Même si j’aime porter des collants à paillettes de Super-sauveuse, je ne vais pas sauver la planète. Je ne peux que retrousser mes manches, voir ce que je peux changer chez moi, dans ma maison, avec mes enfants, dans mon frigo, dans mes habitudes. Commencer par me changer, sans vouloir changer les autres. Prendre le risque d’abandonner ce qui ne fait plus sens dans mon quotidien et choisir ce qui donne du sens à ma vie.  

L’émerveillement commence dans les détails du quotidien

Et ce qui fait sens aujourd’hui pour moi, c’est la simplicité de l’émerveillement. Il ne sauvera pas le monde mais pour citer Matthieu Ricard « c’est un premier pas pour prendre soin de la nature. » 

« Dans le cas de l’environnement, le respect se traduit par le souci d’en prendre soin. Alors que nous vivons dans une époque avec beaucoup de messages décourageants, l’émerveillement donne de l’espoir. (…) L’émerveillement suscite quelque chose qui élève, ouvre le cœur.» 

Matthieu Ricard

L’émerveillement, c’est un état d’ouverture, de curiosité et d’attente joyeuse qui s’insinue en nous lorsqu’on arrive dans un lieu inconnu, par exemple. Une sorte de vibration intérieure, de pétillance, une transformation du regard qui actionne l’ouverture du cœur et par conséquent, le champ de tous les possibles. Tout semble neuf, beau, surprenant, tout peut arriver. Et j’aime à penser que ce mécanisme d’ouverture du cœur se cultive et se vit au quotidien, ici et maintenant.   

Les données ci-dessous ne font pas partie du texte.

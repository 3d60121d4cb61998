// Released under MIT License.
// Copyright (c) 2024 venus_gmx developers

//! Implementation of various structures used in the `venus_gmx` library.

pub mod frame;
pub mod reorder;
pub mod template;
pub mod trajectory_set;
pub mod vector3d;
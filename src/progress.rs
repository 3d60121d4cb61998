// Released under MIT License.
// Copyright (c) 2024 venus_gmx developers

//! Implementation of ProgressPrinter structure for printing the progress of VENUS output parsing.

use colored::{ColoredString, Colorize};
use std::io::Write;
use tracing::debug;

/// Progress of parsing.
#[derive(Debug, Clone, Copy, PartialEq)]
pub enum ProgressStatus {
    /// Parsing is in progress.
    Running,
    /// VENUS output has been read completely.
    Completed,
    /// Parsing failed.
    Failed,
}

/// String that can be used inside `ProgressPrinter`.
#[derive(Debug, Clone, PartialEq)]
struct ProgressMessage {
    msg: ColoredString,
}

impl ProgressMessage {
    /// Create new `ProgressMessage`.
    ///
    /// ## Panics
    /// Panics if the string is longer than 9 characters.
    fn new(string: ColoredString) -> Self {
        if string.chars().count() > 9 {
            panic!("FATAL VENUS_GMX ERROR | ProgressMessage::new | `ProgressMessage` can not be longer than 9 characters.");
        }

        ProgressMessage { msg: string }
    }

    /// Write formatted `ProgressMessage`.
    fn print(&self, out: &mut dyn Write, colored: bool) -> std::io::Result<()> {
        if colored {
            write!(out, "[{: ^9}]   ", self.msg)
        } else {
            write!(out, "[{: ^9}]   ", self.msg.as_ref() as &str)
        }
    }
}

/// Structure handling printing of progress of reading a VENUS output.
/// Constructed using `ProgressPrinter::new()` and associated with the parser
/// using `VenusParser::with_progress()`.
pub struct ProgressPrinter {
    /// Stream to write the progress info to.
    output: Box<dyn Write>,
    /// Current status of reading. Default: ProgressStatus::Running.
    status: ProgressStatus,
    /// Frequency of printing. Print every `print_freq`th frame. Default: 1 frame.
    print_freq: usize,
    /// If true, the output will be colored. Default: true.
    colored: bool,
    /// Default: "Traj".bright_blue().
    trajectory_msg: ColoredString,
    /// Default: "Cycle".cyan().
    cycle_msg: ColoredString,
    /// Default: "Time".bright_purple().
    time_msg: ColoredString,
    /// Default: "RUNNING".yellow().
    running_msg: ProgressMessage,
    /// Default: "COMPLETED".green().
    completed_msg: ProgressMessage,
    /// Default: "FAILED!".red().
    failed_msg: ProgressMessage,
    /// String terminating the progress message. Default: `\r` (carriage return).
    terminating: String,
}

impl ProgressPrinter {
    /// Create an instance of `ProgressPrinter` with default parameters.
    ///
    /// Progress is written into `std::io::stdout()` for every frame, colored,
    /// and terminated with a carriage return. Use the `with_%PARAMETER()`
    /// methods to change the defaults.
    ///
    /// ## Example
    /// ```no_run
    /// use venus_gmx::prelude::*;
    ///
    /// let printer = ProgressPrinter::new()
    ///     .with_print_freq(50)
    ///     .with_terminating("\n");
    ///
    /// let trajectories = VenusParser::new()
    ///     .with_progress(printer)
    ///     .parse_file("venus.out")
    ///     .unwrap();
    /// ```
    pub fn new() -> Self {
        ProgressPrinter {
            output: Box::from(std::io::stdout()),
            status: ProgressStatus::Running,
            print_freq: 1,
            colored: true,
            trajectory_msg: "Traj".bright_blue(),
            cycle_msg: "Cycle".cyan(),
            time_msg: "Time".bright_purple(),
            running_msg: ProgressMessage::new("RUNNING".yellow()),
            completed_msg: ProgressMessage::new("COMPLETED".green()),
            failed_msg: ProgressMessage::new("FAILED!".red()),
            terminating: String::from("\r"),
        }
    }

    /// Create new `ProgressPrinter` with specific `output` stream.
    pub fn with_output(mut self, stream: Box<dyn Write>) -> Self {
        self.output = stream;
        self
    }

    /// Create new `ProgressPrinter` with specific value for `print_freq`.
    ///
    /// ## Panics
    /// Panics if `print_freq` is zero.
    pub fn with_print_freq(mut self, print_freq: usize) -> Self {
        if print_freq == 0 {
            panic!("FATAL VENUS_GMX ERROR | ProgressPrinter::with_print_freq | Print frequency can not be zero.");
        }

        self.print_freq = print_freq;
        self
    }

    /// Create new `ProgressPrinter` with specific value for `colored`.
    pub fn with_colored(mut self, colored: bool) -> Self {
        self.colored = colored;
        self
    }

    /// Create new `ProgressPrinter` with specific value for `terminating`.
    pub fn with_terminating(mut self, string: &str) -> Self {
        self.terminating = string.to_string();
        self
    }

    /// Set new status to an already constructed `ProgressPrinter`.
    pub fn set_status(&mut self, status: ProgressStatus) {
        self.status = status;
    }

    /// Print progress info about parsing.
    /// Progress is printed every `print_freq`th frame and always when parsing is not running.
    ///
    /// Failure to write into the output stream does not stop parsing. It is only logged.
    pub fn print(&mut self, frame_number: usize, trajectory: usize, cycle: u64, time: f64) {
        if self.status == ProgressStatus::Running && frame_number % self.print_freq != 0 {
            return;
        }

        if let Err(e) = self.write_progress(trajectory, cycle, time) {
            debug!("Could not write progress of frame {}: {}", frame_number, e);
        }
    }

    fn write_progress(&mut self, trajectory: usize, cycle: u64, time: f64) -> std::io::Result<()> {
        match self.status {
            ProgressStatus::Running => self.running_msg.print(&mut self.output, self.colored)?,
            ProgressStatus::Completed => self.completed_msg.print(&mut self.output, self.colored)?,
            ProgressStatus::Failed => self.failed_msg.print(&mut self.output, self.colored)?,
        }

        if self.colored {
            write!(
                self.output,
                "{} {:4} | {} {:12} | {} {:12.3} ps{}",
                self.trajectory_msg,
                trajectory,
                self.cycle_msg,
                cycle,
                self.time_msg,
                time,
                self.terminating
            )?;
        } else {
            write!(
                self.output,
                "{} {:4} | {} {:12} | {} {:12.3} ps{}",
                self.trajectory_msg.as_ref() as &str,
                trajectory,
                self.cycle_msg.as_ref() as &str,
                cycle,
                self.time_msg.as_ref() as &str,
                time,
                self.terminating
            )?;
        }

        match self.status {
            ProgressStatus::Running => (),
            ProgressStatus::Completed | ProgressStatus::Failed => writeln!(self.output)?,
        }

        self.output.flush()
    }
}

impl Default for ProgressPrinter {
    fn default() -> Self {
        Self::new()
    }
}

/******************************/
/*         UNIT TESTS         */
/******************************/
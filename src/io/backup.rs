// Released under MIT License.
// Copyright (c) 2024 venus_gmx developers

//! Backing up of existing output files.

use std::fs;
use std::path::{Path, PathBuf};

use regex::Regex;
use tracing::info;

use crate::errors::WriteTrajError;

/// Get the name of the `version`th backup of a file with the given stem and extension.
fn backup_name(stem: &str, extension: Option<&str>, version: u64) -> String {
    match extension {
        Some(ext) => format!("#{}.{}.{}#", stem, version, ext),
        None => format!("#{}.{}#", stem, version),
    }
}

/// Construct a regular expression matching all backups of a file with the given stem and extension.
fn backup_regex(stem: &str, extension: Option<&str>) -> Regex {
    let pattern = match extension {
        Some(ext) => format!(
            r"^#{}\.(\d+)\.{}#$",
            regex::escape(stem),
            regex::escape(ext)
        ),
        None => format!(r"^#{}\.(\d+)#$", regex::escape(stem)),
    };

    Regex::new(&pattern).expect(
        "FATAL VENUS_GMX ERROR | backup::backup_regex | Could not construct regular expression.",
    )
}

/// Find the highest version of backups present in `directory`. Returns 0 if there is no backup.
fn highest_version(directory: &Path, regex: &Regex) -> Result<u64, WriteTrajError> {
    let entries = fs::read_dir(directory)
        .map_err(|_| WriteTrajError::CouldNotListDir(Box::from(directory)))?;

    Ok(entries
        .filter_map(|entry| entry.ok())
        .filter_map(|entry| {
            let name = entry.file_name();
            let name = name.to_str()?;
            regex.captures(name)?.get(1)?.as_str().parse::<u64>().ok()
        })
        .max()
        .unwrap_or(0))
}

/// Move an existing file out of the way by renaming it to `#name.N.ext#`.
///
/// The backup is placed into the same directory as the file. `N` is one larger
/// than the highest version of any backup of the same file in that directory,
/// so no existing backup is ever overwritten.
///
/// ## Returns
/// - `Ok(None)` if the file does not exist and nothing had to be done.
/// - `Ok(Some(path))` with the path to the backup if the file has been backed up.
/// - `WriteTrajError` if the directory could not be listed or the file could not be renamed.
///
/// ## Example
/// ```no_run
/// use venus_gmx::io::backup::backup_file;
///
/// // `traj_1.g96` is renamed to `#traj_1.1.g96#`
/// let backup = backup_file("traj_1.g96").unwrap();
/// ```
pub fn backup_file(filename: impl AsRef<Path>) -> Result<Option<PathBuf>, WriteTrajError> {
    let path = filename.as_ref();
    if !path.exists() {
        return Ok(None);
    }

    let stem = path
        .file_stem()
        .and_then(|x| x.to_str())
        .ok_or_else(|| WriteTrajError::InvalidPath(Box::from(path)))?;
    let extension = path.extension().and_then(|x| x.to_str());

    let directory = match path.parent() {
        Some(dir) if !dir.as_os_str().is_empty() => dir,
        _ => Path::new("."),
    };

    let version = highest_version(directory, &backup_regex(stem, extension))? + 1;
    let backup = path.with_file_name(backup_name(stem, extension, version));

    fs::rename(path, &backup).map_err(|_| WriteTrajError::CouldNotBackup(Box::from(path)))?;

    info!("Backed up '{}' to '{}'.", path.display(), backup.display());
    Ok(Some(backup))
}

/******************************/
/*         UNIT TESTS         */
/******************************/
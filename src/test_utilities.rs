// Released under MIT License.
// Copyright (c) 2024 venus_gmx developers

//! Small functions for testing purposes.

#[cfg(test)]
pub(crate) mod utilities {
    use crate::structures::{frame::Frame, vector3d::Vector3D};
    use float_cmp::assert_approx_eq;

    pub(crate) fn compare_vectors(vec1: &Vector3D, vec2: &Vector3D) {
        assert_approx_eq!(f64, vec1.x, vec2.x);
        assert_approx_eq!(f64, vec1.y, vec2.y);
        assert_approx_eq!(f64, vec1.z, vec2.z);
    }

    pub(crate) fn compare_frames(frame1: &Frame, frame2: &Frame) {
        assert_eq!(frame1.trajectory_index(), frame2.trajectory_index());
        assert_eq!(frame1.cycle(), frame2.cycle());
        assert_approx_eq!(f64, frame1.time(), frame2.time());
        assert_eq!(frame1.n_atoms(), frame2.n_atoms());

        for (pos1, pos2) in frame1.positions().iter().zip(frame2.positions()) {
            compare_vectors(pos1, pos2);
        }

        for (vel1, vel2) in frame1.velocities().iter().zip(frame2.velocities()) {
            compare_vectors(vel1, vel2);
        }

        compare_vectors(frame1.simbox(), frame2.simbox());
    }
}
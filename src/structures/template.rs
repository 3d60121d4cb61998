// Released under MIT License.
// Copyright (c) 2024 venus_gmx developers

//! Implementation of the GroTemplate structure providing atom naming for gro output.

use getset::{CopyGetters, Getters};

use crate::structures::vector3d::Vector3D;

/// Naming and numbering of a single atom taken from a gro template.
#[derive(Debug, Clone, PartialEq, Eq, Getters, CopyGetters)]
pub struct TemplateAtom {
    #[getset(get_copy = "pub")]
    residue_number: usize,
    /// Residue name with trailing whitespace removed. Leading whitespace is kept.
    #[getset(get = "pub")]
    residue_name: String,
    /// Atom name with trailing whitespace removed. Leading whitespace is kept.
    #[getset(get = "pub")]
    atom_name: String,
    #[getset(get_copy = "pub")]
    atom_number: usize,
}

impl TemplateAtom {
    /// Create a new `TemplateAtom`.
    pub fn new(residue_number: usize, residue_name: &str, atom_name: &str, atom_number: usize) -> Self {
        TemplateAtom {
            residue_number,
            residue_name: residue_name.to_owned(),
            atom_name: atom_name.to_owned(),
            atom_number,
        }
    }
}

/// Static topology information that VENUS output does not carry.
/// Shared by all frames of all trajectories written into gro files.
#[derive(Debug, Clone, PartialEq, Getters)]
pub struct GroTemplate {
    #[getset(get = "pub")]
    title: String,
    #[getset(get = "pub")]
    atoms: Vec<TemplateAtom>,
    /// Box dimensions in nm.
    #[getset(get = "pub")]
    simbox: Vector3D,
}

impl GroTemplate {
    /// Create a new `GroTemplate`.
    pub fn new(title: &str, atoms: Vec<TemplateAtom>, simbox: Vector3D) -> Self {
        GroTemplate {
            title: title.to_owned(),
            atoms,
            simbox,
        }
    }

    /// Get the number of atoms in the template.
    #[inline(always)]
    pub fn n_atoms(&self) -> usize {
        self.atoms.len()
    }
}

Ouvrir les yeux, respirer, prendre son temps, observer, oser toucher… exactement comme un enfant. Chaque regard par la fenêtre, chaque sortie de chez soi, chaque balade en forêt, chaque trajet pour se rendre au travail, pour autant qu’on lève le nez de son portable, peut être matière à réveiller l’émerveillement. Les couleurs d’un matin rosé, une chaine de montagne se détachant du ciel dans le couchant, un troupeau de chamois broutant à côté de la route, les bourgeons du marronnier dans la rue, les premiers papillons, un milan en chasse au-dessus de l’alpage, une fleur sauvage perçant le bitume, un chat passivement allongé sur un banc public, des têtards dans une flaque, des empreintes dans la boue, une plume de chouette, une fleur des champs, l’odeur de l’herbe coupée, la douceur du soleil sur la peau, le gout des premières mûres pas mûres, les orties fraiches… 

Oser l’émerveillement ce n’est pas sauver la planète, c’est sauver un bout de son âme d’enfant. C’est oser choisir ce qui fait sens pour moi, laissant à d’autres le costume de Super-Sauveur-se.  

Moi je ne garde que les paillettes, car on a toujours besoin de paillettes. 

Retrouvez les réponses de nos invités à la question “L’émerveillement est-il un moyen de sauver le monde ?” dans les capsules podcast et vidéo de Rêveillons-nous !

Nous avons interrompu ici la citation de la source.